Sul codice appalti, che indubbiamente ha influito sul mercato delle costruzioni, si potrebbe concentrare l’attenzione di chi lavora ad una ripresa piena del settore. «Per provare a tornare ai livelli pre-crisi, occorre sicuramente lavorare ad una semplificazione della burocrazia, che oggi come oggi si è fatta sempre più pesante. D’altronde – ricorda Brandolini – lo stesso Cantone (presidente dell’Autorità nazionale anti-corruzione, ndr) aveva definito un errore l’adozione istantanea del nuovo codice appalti, che al momento della sua introduzione, nel 2016, ha aggravato il blocco del mercato, già pesantemente colpito dalla crisi economica». Nello specifico poi, il responsabile del centro studi di Integra giudica positivamente «la limitazione del massimo ribasso nell’assegnazione degli appalti, ma il meccanismo dell’offerta più vantaggiosa sul progetto esecutivo porta, in molti casi, a dei massimi ribassi “mascherati”. Sarebbe utile la reintroduzione dell’appalto integrato (costruzione insieme a progettazione in fase di gara, ndr): è una miglioria che sarebbe bene il codice recepisse».

Una miglioria a tutto il settore la porterebbe sicuramente una rinnovata spinta innovativa.

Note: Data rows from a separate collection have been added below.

#[cfg(test)]
mod tests {
    use super::*;
    use crate::node::{NodeError, NodeResult};
    use async_trait::async_trait;
    use std::sync::atomic::{AtomicBool, AtomicU64, AtomicUsize, Ordering};
    use std::sync::Mutex as StdMutex;

    // Private key 0x...01; the corresponding address is fixed but irrelevant
    // to these tests.
    const TEST_KEY: &str = "0x0000000000000000000000000000000000000000000000000000000000000001";
    const CHAIN_ID: u64 = 777;

    fn test_config() -> FaucetConfig {
        FaucetConfig {
            private_key: TEST_KEY.to_string(),
            chain_id: CHAIN_ID,
            ..FaucetConfig::default()
        }
    }

    /// In-process stand-in for the chain node. Submission appends the raw
    /// transaction; receipt queries report "not yet available" for a
    /// configurable number of polls, then a receipt with the configured
    /// status (or never, or a hard error).
    struct MockNode {
        on_chain_nonce: AtomicU64,
        submitted: StdMutex<Vec<Vec<u8>>>,
        calls: AtomicUsize,
        receipt_polls: AtomicUsize,
        pending_polls: usize,
        receipt_status: Option<&'static str>,
        receipt_error: AtomicBool,
        reject_submission: AtomicBool,
        /// Hold receipts back until this many transactions were submitted.
        release_receipts_at: usize,
    }

    impl MockNode {
        fn new(nonce: u64) -> Self {
            Self {
                on_chain_nonce: AtomicU64::new(nonce),
                submitted: StdMutex::new(Vec::new()),
                calls: AtomicUsize::new(0),
                receipt_polls: AtomicUsize::new(0),
                pending_polls: 0,
                receipt_status: Some("0x1"),
                receipt_error: AtomicBool::new(false),
                reject_submission: AtomicBool::new(false),
                release_receipts_at: 0,
            }
        }

        fn submitted_nonces(&self) -> Vec<u64> {
            self.submitted
                .lock()
                .unwrap()
                .iter()
                .map(|raw| rlp::Rlp::new(raw).val_at::<u64>(0).unwrap())
                .collect()
        }
    }

    #[async_trait]
    impl NodeClient for MockNode {
        async fn transaction_count(&self, _address: &Address) -> NodeResult<u64> {
            self.calls.fetch_add(1, Ordering::SeqCst);
            Ok(self.on_chain_nonce.load(Ordering::SeqCst))
        }

        async fn send_raw_transaction(&self, raw: &[u8]) -> NodeResult<Hash> {
            self.calls.fetch_add(1, Ordering::SeqCst);
            if self.reject_submission.load(Ordering::SeqCst) {
                return Err(NodeError::Rpc("mempool full".to_string()));
            }
            self.submitted.lock().unwrap().push(raw.to_vec());
            Ok(Hash(keccak_hash::keccak(raw).0))
        }

        async fn transaction_receipt(&self, hash: &Hash) -> NodeResult<Option<TransactionReceipt>> {
            self.calls.fetch_add(1, Ordering::SeqCst);
            if self.receipt_error.load(Ordering::SeqCst) {
                return Err(NodeError::Rpc("internal node error".to_string()));
            }

            if self.submitted.lock().unwrap().len() < self.release_receipts_at {
                return Ok(None);
            }

            let polls = self.receipt_polls.fetch_add(1, Ordering::SeqCst);
            if polls < self.pending_polls {
                return Ok(None);
            }

            match self.receipt_status {
                Some(status) => Ok(Some(TransactionReceipt {
                    transaction_hash: *hash,
                    block_number: "0x10".to_string(),
                    gas_used: "0x5208".to_string(),
                    status: status.to_string(),
                })),
                None => Ok(None),
            }
        }

        async fn chain_id(&self) -> NodeResult<u64> {
            self.calls.fetch_add(1, Ordering::SeqCst);
            Ok(CHAIN_ID)
        }
    }

    async fn faucet_with(node: Arc<MockNode>) -> Faucet {
        Faucet::new(&test_config(), node).await.unwrap()
    }

    #[tokio::test]
    async fn initialization_seeds_nonce_from_chain() {
        let node = Arc::new(MockNode::new(5));
        let faucet = faucet_with(node).await;
        assert_eq!(*faucet.nonce.lock().await, 5);
    }

    #[tokio::test]
    async fn initialization_fails_on_chain_id_mismatch() {
        let node = Arc::new(MockNode::new(0));
        let config = FaucetConfig {
            chain_id: 31337,
            ..test_config()
        };
        let err = Faucet::new(&config, node).await.unwrap_err();
        assert!(matches!(err, FaucetError::Initialization(_)));
    }

    #[tokio::test(start_paused = true)]
    async fn fund_uses_cached_nonce_and_advances_locally() {
        let mut mock = MockNode::new(5);
        // "not yet available" twice, then a success receipt
        mock.pending_polls = 2;
        let node = Arc::new(mock);
        let faucet = faucet_with(node.clone()).await;

        let recipient = Address([0xaa; 20]);
        let receipt = faucet.fund(&recipient, "obx").await.unwrap();
        assert!(receipt.is_success());

        assert_eq!(node.submitted_nonces(), vec![5]);
        // three receipt queries: two pending, one final
        assert_eq!(node.receipt_polls.load(Ordering::SeqCst), 3);

        // next call uses 6 even though the on-chain count still reads 5
        faucet.fund(&recipient, "obx").await.unwrap();
        assert_eq!(node.submitted_nonces(), vec![5, 6]);
    }

    #[tokio::test]
    async fn unsupported_token_is_rejected_without_node_interaction() {
        let node = Arc::new(MockNode::new(0));
        let faucet = faucet_with(node.clone()).await;
        let calls_after_init = node.calls.load(Ordering::SeqCst);

        let err = faucet
            .fund(&Address([0xbb; 20]), "usdc")
            .await
            .unwrap_err();
        assert!(matches!(err, FaucetError::UnsupportedToken(token) if token == "usdc"));
        assert_eq!(node.calls.load(Ordering::SeqCst), calls_after_init);
    }

    #[tokio::test]
    async fn failed_submission_does_not_burn_the_nonce() {
        let node = Arc::new(MockNode::new(9));
        let faucet = faucet_with(node.clone()).await;

        node.reject_submission.store(true, Ordering::SeqCst);
        let err = faucet.fund(&Address([0xcc; 20]), "obx").await.unwrap_err();
        assert!(matches!(err, FaucetError::Submission(_)));
        assert_eq!(*faucet.nonce.lock().await, 9);

        // the next request reuses the nonce the failed one reserved
        node.reject_submission.store(false, Ordering::SeqCst);
        faucet.fund(&Address([0xcc; 20]), "obx").await.unwrap();
        assert_eq!(node.submitted_nonces(), vec![9]);
    }

    #[tokio::test(start_paused = true)]
    async fn reverted_transaction_is_an_error() {
        let mut mock = MockNode::new(0);
        mock.receipt_status = Some("0x0");
        let faucet = faucet_with(Arc::new(mock)).await;

        let err = faucet.fund(&Address([0xdd; 20]), "obx").await.unwrap_err();
        assert!(matches!(
            err,
            FaucetError::TransactionReverted { status, .. } if status == "0x0"
        ));
    }

    #[tokio::test(start_paused = true)]
    async fn missing_receipt_times_out_after_the_configured_window() {
        let mut mock = MockNode::new(0);
        mock.receipt_status = None; // receipt never materializes
        let faucet = faucet_with(Arc::new(mock)).await;

        let started = Instant::now();
        let err = faucet.fund(&Address([0xee; 20]), "obx").await.unwrap_err();
        let elapsed = started.elapsed();

        match err {
            FaucetError::ConfirmationTimeout { waited, .. } => {
                assert!(waited >= Duration::from_secs(30));
            }
            other => panic!("expected ConfirmationTimeout, got {other:?}"),
        }
        // bounded by the window plus at most one poll interval
        assert!(elapsed >= Duration::from_secs(30));
        assert!(elapsed <= Duration::from_secs(31));
    }

    #[tokio::test(start_paused = true)]
    async fn unexpected_receipt_error_aborts_the_wait_early() {
        let node = Arc::new(MockNode::new(0));
        let faucet = faucet_with(node.clone()).await;

        node.receipt_error.store(true, Ordering::SeqCst);
        let started = Instant::now();
        let err = faucet.fund(&Address([0x11; 20]), "obx").await.unwrap_err();
        assert!(matches!(err, FaucetError::ReceiptQuery(_)));
        // fails on the first query, well before the window elapses
        assert!(started.elapsed() < Duration::from_secs(1));
    }

    #[tokio::test(start_paused = true)]
    async fn nonces_are_sequential_across_concurrent_funds() {
        let node = Arc::new(MockNode::new(100));
        let faucet = Arc::new(faucet_with(node.clone()).await);

        let mut handles = Vec::new();
        for i in 0..8u8 {
            let faucet = faucet.clone();
            handles.push(tokio::spawn(async move {
                faucet.fund(&Address([i; 20]), "obx").await
            }));
        }
        for handle in handles {
            handle.await.unwrap().unwrap();
        }

        let mut nonces = node.submitted_nonces();
        nonces.sort_unstable();
        assert_eq!(nonces, (100..108).collect::<Vec<u64>>());
    }

    #[tokio::test(start_paused = true)]
    async fn confirmation_wait_does_not_block_next_submission() {
        let mut mock = MockNode::new(0);
        // No receipt for anyone until a second transaction has been
        // submitted. If the lock wrongly covered the polling phase, the
        // first call would hold it for the whole window and this test would
        // time out instead of completing.
        mock.release_receipts_at = 2;
        let node = Arc::new(mock);
        let faucet = Arc::new(faucet_with(node.clone()).await);

        let first = {
            let faucet = faucet.clone();
            tokio::spawn(async move { faucet.fund(&Address([0x01; 20]), "obx").await })
        };
        let second = {
            let faucet = faucet.clone();
            tokio::spawn(async move { faucet.fund(&Address([0x02; 20]), "obx").await })
        };

        first.await.unwrap().unwrap();
        second.await.unwrap().unwrap();
        assert_eq!(node.submitted_nonces().len(), 2);
    }
}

È ciò di cui si parla al seminario di Bologna, a cui prendono parte due delle realtà più significative del settore: Stress (designata dal MIUR soggetto attuatore del Distretto ad alta tecnologia sulle costruzioni sostenibili – oggi tra i più accreditati riferimenti nel settore dell’innovazione per le costruzioni nel Mezzogiorno) e Habitech (Distretto Tecnologico Trentino per l’Energia e l’Ambiente (che ha come mission la trasformazione del mercato dell’edilizia) che affronteranno rispettivamente i temi dell’ «Innovazione, strumenti e modelli per la sicurezza e la sostenibilità del costruito» e della «Sostenibilità e innovazione».